Scan the entries for lines with the word "GeoCoordinate", then copy those lines.

(Available records)

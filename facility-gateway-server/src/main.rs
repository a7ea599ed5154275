// Facility Gateway Server - HTTP service for the facility telemetry gateway
// Copyright (c) 2025 David Martin Venti
//
// Dual-licensed under AGPL-3.0 and Commercial License.
// See LICENSE file for details.

//! # Facility Gateway Server
//!
//! Serves occupancy, people-count and environmental telemetry over HTTP.
//!
//! ## Usage
//!
//! ```bash
//! # Store settings come from the environment
//! FACILITY_DB_HOST=db.local FACILITY_DB_NAME=facility \
//! FACILITY_DB_USER=gateway FACILITY_DB_PASSWORD=secret \
//!     facility-gateway-server --port 8080
//!
//! # Synthetic data only
//! FACILITY_FORCE_MOCK=true facility-gateway-server
//! ```

mod error;
mod metrics;
mod pg;
mod routes;

use clap::Parser;
use error::{Result, ServerError};
use facility_gateway::{GatewayConfig, TelemetryGateway};
use pg::PgStore;
use routes::{router, AppState};
use sqlx::PgPool;
use std::net::{IpAddr, SocketAddr};
use std::sync::Arc;
use tokio::net::TcpListener;
use tracing::{info, warn, Level};
use tracing_subscriber::EnvFilter;

/// Facility telemetry gateway
#[derive(Parser, Debug)]
#[command(author, version, about, long_about = None)]
struct Args {
    /// Port to listen on
    #[arg(short, long, default_value = "8080")]
    port: u16,

    /// Address to bind
    #[arg(short, long, default_value = "0.0.0.0")]
    bind: IpAddr,

    /// Log level (trace, debug, info, warn, error)
    #[arg(long, default_value = "info")]
    log_level: String,
}

fn init_tracing(log_level: &str) {
    let filter = EnvFilter::try_from_default_env().unwrap_or_else(|_| {
        let level = match log_level.to_lowercase().as_str() {
            "trace" => Level::TRACE,
            "debug" => Level::DEBUG,
            "info" => Level::INFO,
            "warn" => Level::WARN,
            "error" => Level::ERROR,
            _ => Level::INFO,
        };
        EnvFilter::from_default_env().add_directive(level.into())
    });

    tracing_subscriber::fmt().with_env_filter(filter).init();
}

/// Build the gateway, and the pool when the store is configured
fn build_gateway(config: &GatewayConfig) -> (TelemetryGateway, Option<PgPool>) {
    match config.store_config() {
        Ok(store_config) => {
            info!(
                host = %store_config.host,
                port = store_config.port,
                database = %store_config.database,
                "store configured"
            );
            let store = PgStore::connect_lazy(store_config);
            let pool = store.pool().clone();
            let gateway = TelemetryGateway::new(Arc::new(store)).configure(config);
            (gateway, Some(pool))
        }
        Err(err) => {
            warn!("{}; every telemetry request will fail with 500", err);
            (TelemetryGateway::unconfigured(err.clone()).configure(config), None)
        }
    }
}

async fn shutdown_signal() {
    if let Err(err) = tokio::signal::ctrl_c().await {
        warn!("cannot listen for shutdown signal: {}", err);
        std::future::pending::<()>().await;
    }
    info!("shutdown requested");
}

#[tokio::main]
async fn main() -> Result<()> {
    let args = Args::parse();
    init_tracing(&args.log_level);

    info!("Facility Gateway v{}", env!("CARGO_PKG_VERSION"));

    let config = GatewayConfig::from_env()?;
    info!(
        open_hour = config.window.open_hour,
        close_hour = config.window.close_hour,
        force_mock = config.force_mock,
        "gateway policy loaded"
    );

    let (gateway, pool) = build_gateway(&config);
    let app = router(Arc::new(AppState { gateway }));

    let addr = SocketAddr::new(args.bind, args.port);
    let listener = TcpListener::bind(addr)
        .await
        .map_err(|source| ServerError::Bind { addr, source })?;
    info!("Starting server on http://{}", addr);

    axum::serve(listener, app)
        .with_graceful_shutdown(shutdown_signal())
        .await
        .map_err(ServerError::Serve)?;

    if let Some(pool) = pool {
        pool.close().await;
        info!("store pool closed");
    }
    Ok(())
}
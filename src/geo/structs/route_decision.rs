use serde::{Deserialize, Serialize};

#[derive(Serialize, Deserialize, Debug, Clone, PartialEq, Eq)]
pub struct RouteDecision {
    pub region_id: String,
    pub node_id: String,
}
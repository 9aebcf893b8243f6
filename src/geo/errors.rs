use thiserror::Error;

#[derive(Error, Debug)]
pub enum RoutingError {
    #[error("No capacity: no active edge node in any region")]
    NoCapacity,

    #[error("Invalid coordinate: {0}")]
    InvalidCoordinate(String),
}

#[cfg(test)]
mod tests {
    use super::*;

    #[test]
    fn test_no_capacity_display() {
        let error = RoutingError::NoCapacity;
        assert_eq!(format!("{}", error), "No capacity: no active edge node in any region");
    }

    #[test]
    fn test_invalid_coordinate_display() {
        let error = RoutingError::InvalidCoordinate("latitude 123 out of range".to_string());
        assert_eq!(format!("{}", error), "Invalid coordinate: latitude 123 out of range");
    }
}
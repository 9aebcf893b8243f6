#[derive(Debug)]
pub enum ConfigurationError {
    IOError(std::io::Error),
    ParseError(toml::de::Error),
}
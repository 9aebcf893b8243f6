#[derive(Debug)]
pub struct CustomError {
    pub message: String,
}
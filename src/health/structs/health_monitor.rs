use std::collections::BTreeMap;
use std::sync::Arc;
use parking_lot::RwLock;
use tokio::sync::watch;
use crate::config::structs::health_check_config::HealthCheckConfig;
use crate::geo::structs::region_registry::RegionRegistry;

pub struct HealthMonitor {
    pub registry: Arc<RegionRegistry>,
    pub config: HealthCheckConfig,
    /// Consecutive failed probes per node id.
    pub failures: RwLock<BTreeMap<String, u32>>,
    pub stop_tx: watch::Sender<bool>,
    pub stop_rx: watch::Receiver<bool>,
}
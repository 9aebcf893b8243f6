use std::sync::atomic::AtomicU64;

#[derive(Debug, Default)]
pub struct CacheStatsAtomics {
    pub hits: AtomicU64,
    pub misses: AtomicU64,
    pub memory_bytes: AtomicU64,
}
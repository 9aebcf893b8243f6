use serde::{Deserialize, Serialize};

#[derive(Serialize, Deserialize, Clone, Debug)]
pub struct CacheEntry {
    /// Encoded payload, possibly compressed.
    pub value: Vec<u8>,
    pub compressed: bool,
    /// Unix milliseconds.
    pub created_at: i64,
    /// Unix milliseconds, always greater than created_at.
    pub expires_at: i64,
    pub hit_count: u64,
    /// Telemetry tag only, does not affect retrieval.
    pub session_id: Option<String>,
}

impl CacheEntry {
    pub fn is_expired(&self, now_millis: i64) -> bool {
        self.expires_at <= now_millis
    }
}
/// Default codec storing payloads as their JSON byte representation.
#[derive(Debug, Default, Clone, Copy)]
pub struct JsonCodec;
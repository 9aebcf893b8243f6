//! Implementation blocks for the orchestrator.

/// Write, read, statistics, and liveness operations.
pub mod geo_cache_engine;
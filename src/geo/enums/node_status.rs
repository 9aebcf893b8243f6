use serde::{Deserialize, Serialize};
use std::fmt;

#[allow(non_camel_case_types)]
#[derive(Serialize, Deserialize, Debug, Clone, Copy, PartialEq, Eq, PartialOrd, Ord)]
pub enum NodeStatus {
    active,
    inactive,
}

impl fmt::Display for NodeStatus {
    fn fmt(&self, f: &mut fmt::Formatter<'_>) -> fmt::Result {
        match self {
            NodeStatus::active => write!(f, "active"),
            NodeStatus::inactive => write!(f, "inactive"),
        }
    }
}
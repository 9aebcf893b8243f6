//! Monitor data structures.

/// The background node prober.
pub mod health_monitor;
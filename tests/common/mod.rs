#![allow(dead_code)]
use rand::RngExt;
use std::sync::Arc;
use edgecache::config::structs::configuration::Configuration;
use edgecache::engine::structs::geo_cache_engine::GeoCacheEngine;
use edgecache::geo::structs::geo_coordinate::GeoCoordinate;

pub type TestEngine = Arc<GeoCacheEngine>;
pub type TestConfig = Arc<Configuration>;

pub fn create_test_config() -> TestConfig {
    Arc::new(Configuration::init())
}

pub fn create_test_engine() -> TestEngine {
    Arc::new(GeoCacheEngine::new(create_test_config()))
}

pub fn istanbul() -> GeoCoordinate {
    GeoCoordinate::new(41.01, 29.01)
}

pub fn london() -> GeoCoordinate {
    GeoCoordinate::new(51.4, 0.0)
}

pub fn random_key(prefix: &str) -> String {
    let mut rng = rand::rng();
    let suffix: u64 = rng.random();
    format!("{prefix}:{suffix}")
}
use std::sync::Arc;
use crate::config::structs::routing_config::RoutingConfig;
use crate::geo::structs::region_registry::RegionRegistry;

pub struct GeoRouter {
    pub registry: Arc<RegionRegistry>,
    pub config: RoutingConfig,
}
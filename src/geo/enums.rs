//! Node status enumeration.

/// Health state of an edge node.
pub mod node_status;
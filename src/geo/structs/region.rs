use serde::{Deserialize, Serialize};
use crate::geo::structs::edge_node::EdgeNode;
use crate::geo::structs::geo_coordinate::GeoCoordinate;

#[derive(Serialize, Deserialize, Debug, Clone)]
pub struct Region {
    pub id: String,
    pub name: String,
    pub country: String,
    /// Representative point for distance routing.
    pub location: GeoCoordinate,
    pub cache_capacity: u64,
    /// Soft target: may exceed cache_capacity, surfaced in statistics.
    pub current_usage: u64,
    pub edge_nodes: Vec<EdgeNode>,
}
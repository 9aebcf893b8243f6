use serde_json::Value;
use crate::cache::errors::CacheError;
use crate::cache::structs::json_codec::JsonCodec;
use crate::cache::traits::payload_codec::PayloadCodec;

impl PayloadCodec for JsonCodec {
    fn encode(&self, value: &Value) -> Result<Vec<u8>, CacheError> {
        serde_json::to_vec(value).map_err(|e| CacheError::SerializationError(e.to_string()))
    }

    fn decode(&self, data: &[u8]) -> Result<Value, CacheError> {
        serde_json::from_slice(data).map_err(|e| CacheError::SerializationError(e.to_string()))
    }
}
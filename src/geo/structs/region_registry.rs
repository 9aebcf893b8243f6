use std::collections::BTreeMap;
use parking_lot::RwLock;
use crate::geo::structs::region::Region;

/// Topology shared between the router, the orchestrator, and the health
/// monitor. Regions and nodes are fixed at startup; only health and load
/// fields mutate afterwards.
pub struct RegionRegistry {
    pub regions: RwLock<BTreeMap<String, Region>>,
    /// Region ids in configuration order, for the deterministic
    /// no-coordinate fallback.
    pub region_order: Vec<String>,
    /// Node id to region id index.
    pub node_index: BTreeMap<String, String>,
}
use serde::{Deserialize, Serialize};

/// Point-in-time view of a node cache. All fields are zero for a cache that
/// has never been touched, never null or NaN.
#[derive(Serialize, Deserialize, Clone, Debug, Default)]
pub struct CacheStats {
    pub total_items: u64,
    pub hit_count: u64,
    pub miss_count: u64,
    pub hit_rate: f64,
    /// Approximate bytes held by keys and stored values.
    pub memory_usage: u64,
}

(End Available records)

The completed task:
use edgecache::geo::structs::geo_coordinate::GeoCoordinate;
pub fn istanbul() -> GeoCoordinate {
    GeoCoordinate::new(41.01, 29.01)
pub fn london() -> GeoCoordinate {
    GeoCoordinate::new(51.4, 0.0)
use crate::geo::structs::geo_coordinate::GeoCoordinate;
    pub location: GeoCoordinate,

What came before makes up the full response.